= Dataset records =
//! Transaction service - Core business logic for income and expense records.
//!
//! This service handles:
//! - Field validation for create and update
//! - Building list filters from optional query parameters
//! - Ownership scoping (another user's record is reported as not found)
//! - Grouped statistics
//!
//! Every operation takes the acting user's id; the store applies it to every statement.

use chrono::Utc;
use rust_decimal::Decimal;
use uuid::Uuid;

use crate::{
    error::AppError,
    models::transaction::{
        CreateTransactionRequest, ListTransactionsQuery, NewTransaction, Transaction,
        TransactionChanges, TransactionFilter, TransactionStats, TransactionType,
        UpdateTransactionRequest, parse_date,
    },
    store::TransactionStore,
};

const TITLE_MAX: usize = 100;
const CATEGORY_MAX: usize = 50;
const DESCRIPTION_MAX: usize = 500;

/// Largest accepted amount (one trillion).
///
/// Keeps per-user sums far inside `Decimal`'s range, so totals never overflow.
// 1_000_000_000_000 = 0xE8_D4A5_1000, built via the const `from_parts`.
const AMOUNT_MAX: Decimal = Decimal::from_parts(0xD4A5_1000, 0xE8, 0, false, 0);

fn invalid(message: &str) -> AppError {
    AppError::Validation(message.to_string())
}

fn check_title(title: &str) -> Result<String, AppError> {
    let title = title.trim();
    if title.is_empty() {
        return Err(invalid("Please provide a title for the transaction"));
    }
    if title.chars().count() > TITLE_MAX {
        return Err(invalid("Title cannot be more than 100 characters"));
    }
    Ok(title.to_string())
}

fn check_amount(amount: Decimal) -> Result<Decimal, AppError> {
    if amount < Decimal::ZERO {
        return Err(invalid("Amount cannot be negative"));
    }
    if amount > AMOUNT_MAX {
        return Err(invalid("Amount cannot be more than 1000000000000"));
    }
    Ok(amount)
}

fn check_type(kind: &str) -> Result<TransactionType, AppError> {
    kind.trim()
        .parse()
        .map_err(|_| invalid("Type must be either income or expense"))
}

fn check_date(date: &str) -> Result<chrono::DateTime<Utc>, AppError> {
    parse_date(date).ok_or_else(|| invalid("Please provide a valid date"))
}

fn check_category(category: &str) -> Result<String, AppError> {
    let category = category.trim();
    if category.is_empty() {
        return Err(invalid("Please provide a category"));
    }
    if category.chars().count() > CATEGORY_MAX {
        return Err(invalid("Category cannot be more than 50 characters"));
    }
    Ok(category.to_string())
}

/// Blank descriptions are stored as absent.
fn check_description(description: &str) -> Result<Option<String>, AppError> {
    let description = description.trim();
    if description.chars().count() > DESCRIPTION_MAX {
        return Err(invalid("Description cannot be more than 500 characters"));
    }
    Ok(Some(description.to_string()).filter(|d| !d.is_empty()))
}

/// Validate a create request. Reports the first violated constraint.
///
/// A missing date defaults to now.
pub fn validate_new(request: CreateTransactionRequest) -> Result<NewTransaction, AppError> {
    let title = check_title(
        request
            .title
            .as_deref()
            .ok_or_else(|| invalid("Please provide a title for the transaction"))?,
    )?;
    let amount = check_amount(
        request
            .amount
            .ok_or_else(|| invalid("Please provide an amount"))?,
    )?;
    let kind = check_type(
        request
            .kind
            .as_deref()
            .ok_or_else(|| invalid("Please provide a type (income/expense)"))?,
    )?;
    let date = match request.date.as_deref() {
        Some(date) => check_date(date)?,
        None => Utc::now(),
    };
    let category = check_category(
        request
            .category
            .as_deref()
            .ok_or_else(|| invalid("Please provide a category"))?,
    )?;
    let description = match request.description.as_deref() {
        Some(description) => check_description(description)?,
        None => None,
    };

    Ok(NewTransaction {
        title,
        amount,
        kind,
        date,
        category,
        description,
    })
}

/// Validate the fields present in an update request against the create constraints.
pub fn validate_changes(request: UpdateTransactionRequest) -> Result<TransactionChanges, AppError> {
    Ok(TransactionChanges {
        title: request.title.as_deref().map(check_title).transpose()?,
        amount: request.amount.map(check_amount).transpose()?,
        kind: request.kind.as_deref().map(check_type).transpose()?,
        date: request.date.as_deref().map(check_date).transpose()?,
        category: request.category.as_deref().map(check_category).transpose()?,
        description: request
            .description
            .as_deref()
            .map(check_description)
            .transpose()?,
    })
}

/// Build a list filter from the query string. Empty parameters are ignored.
pub fn build_filter(query: ListTransactionsQuery) -> Result<TransactionFilter, AppError> {
    let non_empty = |value: Option<String>| value.filter(|v| !v.trim().is_empty());

    let kind = non_empty(query.kind)
        .as_deref()
        .map(check_type)
        .transpose()?;
    let category = non_empty(query.category).map(|c| c.trim().to_string());
    let start_date = non_empty(query.start_date)
        .as_deref()
        .map(|d| parse_date(d).ok_or_else(|| invalid("Invalid startDate")))
        .transpose()?;
    let end_date = non_empty(query.end_date)
        .as_deref()
        .map(|d| parse_date(d).ok_or_else(|| invalid("Invalid endDate")))
        .transpose()?;

    Ok(TransactionFilter {
        kind,
        category,
        start_date,
        end_date,
    })
}

/// Parse a path id. A malformed id cannot name any record, so it is reported as not found.
pub fn parse_id(raw: &str) -> Result<Uuid, AppError> {
    Uuid::parse_str(raw).map_err(|_| AppError::transaction_not_found())
}

/// List the owner's transactions matching `query`, newest first.
pub async fn list_transactions(
    store: &dyn TransactionStore,
    owner: Uuid,
    query: ListTransactionsQuery,
) -> Result<Vec<Transaction>, AppError> {
    let filter = build_filter(query)?;
    store.list_transactions(owner, &filter).await
}

/// Get transaction by ID.
pub async fn get_transaction(
    store: &dyn TransactionStore,
    owner: Uuid,
    id: Uuid,
) -> Result<Transaction, AppError> {
    store
        .get_transaction(owner, id)
        .await?
        .ok_or_else(AppError::transaction_not_found)
}

/// Create a transaction owned by `owner`.
pub async fn create_transaction(
    store: &dyn TransactionStore,
    owner: Uuid,
    request: CreateTransactionRequest,
) -> Result<Transaction, AppError> {
    let transaction = validate_new(request)?;
    let transaction = store.insert_transaction(owner, transaction).await?;
    tracing::info!(transaction_id = %transaction.id, user_id = %owner, "transaction created");
    Ok(transaction)
}

/// Update the supplied fields and return the stored record.
pub async fn update_transaction(
    store: &dyn TransactionStore,
    owner: Uuid,
    id: Uuid,
    request: UpdateTransactionRequest,
) -> Result<Transaction, AppError> {
    let changes = validate_changes(request)?;
    store
        .update_transaction(owner, id, &changes)
        .await?
        .ok_or_else(AppError::transaction_not_found)
}

/// Permanently delete a transaction.
pub async fn delete_transaction(
    store: &dyn TransactionStore,
    owner: Uuid,
    id: Uuid,
) -> Result<(), AppError> {
    if !store.delete_transaction(owner, id).await? {
        return Err(AppError::transaction_not_found());
    }
    tracing::info!(transaction_id = %id, user_id = %owner, "transaction deleted");
    Ok(())
}

/// Income, expense and balance totals for `owner`.
pub async fn transaction_stats(
    store: &dyn TransactionStore,
    owner: Uuid,
) -> Result<TransactionStats, AppError> {
    store.transaction_stats(owner).await
}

= Assignment =
As you read the records above, find each line that contains "UpdateTransactionRequest" and copy it.

= Finished exercise =
        UpdateTransactionRequest, parse_date,
pub fn validate_changes(request: UpdateTransactionRequest) -> Result<TransactionChanges, AppError> {
    request: UpdateTransactionRequest,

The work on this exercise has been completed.